» **Problem**
Please return every line in the entries below with the word "RawOffer" in it.

» **Data supplied**
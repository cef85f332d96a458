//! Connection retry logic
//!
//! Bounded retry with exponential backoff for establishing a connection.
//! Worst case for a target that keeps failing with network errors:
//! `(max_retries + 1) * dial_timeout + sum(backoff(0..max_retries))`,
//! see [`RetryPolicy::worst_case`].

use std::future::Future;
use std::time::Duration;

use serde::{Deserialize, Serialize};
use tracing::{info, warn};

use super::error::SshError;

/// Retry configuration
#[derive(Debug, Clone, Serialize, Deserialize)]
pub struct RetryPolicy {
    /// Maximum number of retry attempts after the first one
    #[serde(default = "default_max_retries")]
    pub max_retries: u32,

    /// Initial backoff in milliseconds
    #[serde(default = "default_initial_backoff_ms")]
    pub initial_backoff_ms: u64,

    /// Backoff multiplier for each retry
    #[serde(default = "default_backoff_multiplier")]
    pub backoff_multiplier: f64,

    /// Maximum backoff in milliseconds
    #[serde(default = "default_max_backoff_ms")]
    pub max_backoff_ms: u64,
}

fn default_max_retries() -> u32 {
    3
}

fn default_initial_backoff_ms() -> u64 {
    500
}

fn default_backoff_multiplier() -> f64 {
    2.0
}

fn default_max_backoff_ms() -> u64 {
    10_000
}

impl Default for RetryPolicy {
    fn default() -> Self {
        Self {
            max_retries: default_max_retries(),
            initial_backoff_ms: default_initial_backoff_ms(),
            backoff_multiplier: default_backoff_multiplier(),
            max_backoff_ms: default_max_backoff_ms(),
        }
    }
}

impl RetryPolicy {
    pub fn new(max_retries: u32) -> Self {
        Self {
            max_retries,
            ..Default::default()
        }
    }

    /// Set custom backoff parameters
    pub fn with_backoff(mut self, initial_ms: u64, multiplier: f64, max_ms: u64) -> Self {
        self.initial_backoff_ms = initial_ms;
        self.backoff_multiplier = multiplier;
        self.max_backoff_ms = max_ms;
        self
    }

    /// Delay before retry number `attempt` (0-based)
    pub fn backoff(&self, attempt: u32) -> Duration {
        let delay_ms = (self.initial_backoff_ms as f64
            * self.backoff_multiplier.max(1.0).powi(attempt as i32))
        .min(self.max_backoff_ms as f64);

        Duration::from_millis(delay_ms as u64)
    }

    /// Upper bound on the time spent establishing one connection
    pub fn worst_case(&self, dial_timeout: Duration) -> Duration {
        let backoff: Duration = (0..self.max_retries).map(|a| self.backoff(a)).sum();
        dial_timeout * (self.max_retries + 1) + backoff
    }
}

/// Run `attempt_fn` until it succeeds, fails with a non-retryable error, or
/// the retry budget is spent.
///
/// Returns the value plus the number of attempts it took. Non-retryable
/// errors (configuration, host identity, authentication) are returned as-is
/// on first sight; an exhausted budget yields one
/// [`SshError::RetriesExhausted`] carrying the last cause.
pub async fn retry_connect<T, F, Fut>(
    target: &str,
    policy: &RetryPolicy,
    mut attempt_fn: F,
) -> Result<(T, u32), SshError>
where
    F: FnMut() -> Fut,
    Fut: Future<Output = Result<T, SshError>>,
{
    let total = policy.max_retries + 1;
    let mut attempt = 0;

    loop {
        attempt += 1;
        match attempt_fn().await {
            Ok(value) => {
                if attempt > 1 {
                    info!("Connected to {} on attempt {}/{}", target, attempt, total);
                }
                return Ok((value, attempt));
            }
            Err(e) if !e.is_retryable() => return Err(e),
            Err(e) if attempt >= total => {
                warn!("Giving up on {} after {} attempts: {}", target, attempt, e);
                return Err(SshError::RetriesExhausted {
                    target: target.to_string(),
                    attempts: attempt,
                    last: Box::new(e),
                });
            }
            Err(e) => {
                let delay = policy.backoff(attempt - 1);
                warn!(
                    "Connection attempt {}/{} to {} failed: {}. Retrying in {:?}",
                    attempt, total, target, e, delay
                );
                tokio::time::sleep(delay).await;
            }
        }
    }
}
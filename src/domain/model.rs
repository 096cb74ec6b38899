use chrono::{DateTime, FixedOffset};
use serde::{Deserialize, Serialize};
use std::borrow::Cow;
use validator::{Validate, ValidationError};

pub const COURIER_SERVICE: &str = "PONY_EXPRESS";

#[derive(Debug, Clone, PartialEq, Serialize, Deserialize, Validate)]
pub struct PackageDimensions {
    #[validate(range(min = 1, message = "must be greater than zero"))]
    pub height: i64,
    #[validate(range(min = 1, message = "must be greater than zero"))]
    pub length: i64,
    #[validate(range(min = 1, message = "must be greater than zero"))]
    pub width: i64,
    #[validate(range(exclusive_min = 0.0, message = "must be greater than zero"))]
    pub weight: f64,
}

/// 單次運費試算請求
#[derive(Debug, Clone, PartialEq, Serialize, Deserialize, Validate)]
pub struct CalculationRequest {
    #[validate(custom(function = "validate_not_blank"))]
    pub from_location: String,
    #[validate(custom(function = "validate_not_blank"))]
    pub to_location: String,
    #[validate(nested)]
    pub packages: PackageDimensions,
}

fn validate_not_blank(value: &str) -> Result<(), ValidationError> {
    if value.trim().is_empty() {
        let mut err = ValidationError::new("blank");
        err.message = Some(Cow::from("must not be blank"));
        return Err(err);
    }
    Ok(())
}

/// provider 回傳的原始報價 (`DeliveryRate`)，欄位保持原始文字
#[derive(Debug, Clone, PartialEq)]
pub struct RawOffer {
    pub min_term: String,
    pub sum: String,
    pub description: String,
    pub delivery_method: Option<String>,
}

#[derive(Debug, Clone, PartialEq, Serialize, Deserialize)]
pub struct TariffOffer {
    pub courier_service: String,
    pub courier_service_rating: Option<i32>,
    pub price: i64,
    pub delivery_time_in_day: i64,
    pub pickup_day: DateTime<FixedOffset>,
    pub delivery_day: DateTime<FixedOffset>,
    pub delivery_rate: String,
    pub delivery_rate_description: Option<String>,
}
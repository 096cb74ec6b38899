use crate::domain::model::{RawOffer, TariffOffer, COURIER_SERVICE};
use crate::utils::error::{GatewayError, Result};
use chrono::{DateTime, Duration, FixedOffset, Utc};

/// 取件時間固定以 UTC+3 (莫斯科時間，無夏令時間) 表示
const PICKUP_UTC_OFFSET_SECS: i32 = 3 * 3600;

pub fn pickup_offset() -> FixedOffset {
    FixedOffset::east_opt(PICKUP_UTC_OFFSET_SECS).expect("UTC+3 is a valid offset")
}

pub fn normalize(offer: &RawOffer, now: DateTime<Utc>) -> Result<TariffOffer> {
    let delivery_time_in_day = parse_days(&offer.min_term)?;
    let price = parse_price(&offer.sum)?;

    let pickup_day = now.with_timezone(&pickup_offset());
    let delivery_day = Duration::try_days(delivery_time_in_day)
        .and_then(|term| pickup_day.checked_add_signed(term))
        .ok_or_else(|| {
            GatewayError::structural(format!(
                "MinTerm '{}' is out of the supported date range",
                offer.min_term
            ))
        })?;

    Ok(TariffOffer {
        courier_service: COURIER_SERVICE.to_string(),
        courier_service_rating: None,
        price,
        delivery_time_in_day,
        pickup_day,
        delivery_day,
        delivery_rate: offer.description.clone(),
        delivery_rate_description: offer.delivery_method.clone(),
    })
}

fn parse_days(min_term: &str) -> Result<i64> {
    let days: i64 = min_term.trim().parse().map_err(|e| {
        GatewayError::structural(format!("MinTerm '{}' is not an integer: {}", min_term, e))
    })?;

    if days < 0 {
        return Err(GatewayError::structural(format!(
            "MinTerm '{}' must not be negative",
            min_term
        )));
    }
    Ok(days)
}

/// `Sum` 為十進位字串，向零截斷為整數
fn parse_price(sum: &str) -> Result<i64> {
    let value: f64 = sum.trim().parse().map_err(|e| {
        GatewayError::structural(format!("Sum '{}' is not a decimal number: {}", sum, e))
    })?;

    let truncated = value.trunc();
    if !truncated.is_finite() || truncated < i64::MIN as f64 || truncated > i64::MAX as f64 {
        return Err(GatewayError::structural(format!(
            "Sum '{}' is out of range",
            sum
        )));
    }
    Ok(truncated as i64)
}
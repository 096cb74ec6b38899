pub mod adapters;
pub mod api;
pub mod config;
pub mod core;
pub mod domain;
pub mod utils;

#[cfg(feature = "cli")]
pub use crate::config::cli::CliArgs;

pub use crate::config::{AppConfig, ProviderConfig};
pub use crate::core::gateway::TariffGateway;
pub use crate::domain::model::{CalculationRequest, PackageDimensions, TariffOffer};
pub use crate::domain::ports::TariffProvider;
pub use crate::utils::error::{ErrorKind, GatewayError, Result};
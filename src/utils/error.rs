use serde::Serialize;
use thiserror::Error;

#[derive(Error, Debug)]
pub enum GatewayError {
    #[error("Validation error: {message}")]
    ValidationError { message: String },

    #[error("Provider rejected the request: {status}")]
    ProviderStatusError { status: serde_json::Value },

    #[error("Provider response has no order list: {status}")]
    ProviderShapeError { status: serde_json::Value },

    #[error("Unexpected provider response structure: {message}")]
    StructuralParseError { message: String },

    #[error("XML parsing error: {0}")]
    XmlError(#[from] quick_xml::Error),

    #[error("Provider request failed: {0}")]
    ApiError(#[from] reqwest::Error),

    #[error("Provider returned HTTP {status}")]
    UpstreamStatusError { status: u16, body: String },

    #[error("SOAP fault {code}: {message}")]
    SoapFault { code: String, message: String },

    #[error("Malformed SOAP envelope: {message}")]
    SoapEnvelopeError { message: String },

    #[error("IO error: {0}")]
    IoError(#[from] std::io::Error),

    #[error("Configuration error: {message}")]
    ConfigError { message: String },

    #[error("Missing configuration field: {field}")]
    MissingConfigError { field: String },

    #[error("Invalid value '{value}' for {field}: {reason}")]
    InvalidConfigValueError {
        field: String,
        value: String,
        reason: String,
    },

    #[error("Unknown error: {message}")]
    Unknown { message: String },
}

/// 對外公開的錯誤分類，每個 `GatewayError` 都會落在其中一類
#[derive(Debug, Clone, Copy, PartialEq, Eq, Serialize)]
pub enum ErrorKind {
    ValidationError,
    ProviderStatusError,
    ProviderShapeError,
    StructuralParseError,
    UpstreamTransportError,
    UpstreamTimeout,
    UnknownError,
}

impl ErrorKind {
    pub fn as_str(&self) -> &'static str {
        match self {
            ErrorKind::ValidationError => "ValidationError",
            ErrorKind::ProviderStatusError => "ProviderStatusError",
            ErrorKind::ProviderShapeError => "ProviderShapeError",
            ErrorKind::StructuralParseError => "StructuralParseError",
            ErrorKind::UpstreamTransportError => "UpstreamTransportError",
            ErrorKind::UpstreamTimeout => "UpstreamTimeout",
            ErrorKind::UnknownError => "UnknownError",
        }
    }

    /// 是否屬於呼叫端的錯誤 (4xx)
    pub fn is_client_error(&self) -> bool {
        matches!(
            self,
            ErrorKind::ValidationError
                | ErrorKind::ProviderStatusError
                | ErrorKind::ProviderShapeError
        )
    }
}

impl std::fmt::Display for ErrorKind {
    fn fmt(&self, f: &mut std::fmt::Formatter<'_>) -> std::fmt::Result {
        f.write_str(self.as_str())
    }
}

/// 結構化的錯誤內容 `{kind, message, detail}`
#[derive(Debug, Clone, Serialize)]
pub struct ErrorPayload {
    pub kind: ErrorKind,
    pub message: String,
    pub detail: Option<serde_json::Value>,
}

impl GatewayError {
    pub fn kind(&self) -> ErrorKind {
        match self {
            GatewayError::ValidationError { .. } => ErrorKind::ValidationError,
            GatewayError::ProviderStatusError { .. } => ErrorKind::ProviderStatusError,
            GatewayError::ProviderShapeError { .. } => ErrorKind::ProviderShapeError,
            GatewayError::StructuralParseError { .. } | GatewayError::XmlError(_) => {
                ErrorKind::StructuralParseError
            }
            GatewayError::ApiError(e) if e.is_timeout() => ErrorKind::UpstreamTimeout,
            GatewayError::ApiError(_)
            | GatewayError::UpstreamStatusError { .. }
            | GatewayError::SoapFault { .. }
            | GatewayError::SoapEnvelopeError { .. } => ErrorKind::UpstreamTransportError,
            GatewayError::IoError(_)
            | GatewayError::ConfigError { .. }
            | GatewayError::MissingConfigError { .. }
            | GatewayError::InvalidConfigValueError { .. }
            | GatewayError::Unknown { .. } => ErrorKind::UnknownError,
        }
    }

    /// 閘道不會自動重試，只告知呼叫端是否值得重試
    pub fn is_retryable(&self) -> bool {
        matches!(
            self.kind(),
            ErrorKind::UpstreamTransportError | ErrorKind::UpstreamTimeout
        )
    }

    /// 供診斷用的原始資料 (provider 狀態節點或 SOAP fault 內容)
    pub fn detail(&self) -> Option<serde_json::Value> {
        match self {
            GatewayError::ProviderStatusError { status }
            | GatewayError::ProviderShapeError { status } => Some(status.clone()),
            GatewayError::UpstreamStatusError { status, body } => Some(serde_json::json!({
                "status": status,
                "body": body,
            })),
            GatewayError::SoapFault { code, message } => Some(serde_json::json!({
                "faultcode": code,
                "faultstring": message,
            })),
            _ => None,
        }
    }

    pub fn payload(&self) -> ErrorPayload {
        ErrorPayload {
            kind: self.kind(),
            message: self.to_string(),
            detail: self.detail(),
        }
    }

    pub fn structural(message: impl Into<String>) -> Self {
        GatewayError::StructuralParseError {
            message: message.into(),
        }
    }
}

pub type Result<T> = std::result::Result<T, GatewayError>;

» **Exercise response**
pub struct RawOffer {
use crate::domain::model::{RawOffer, TariffOffer, COURIER_SERVICE};
pub fn normalize(offer: &RawOffer, now: DateTime<Utc>) -> Result<TariffOffer> {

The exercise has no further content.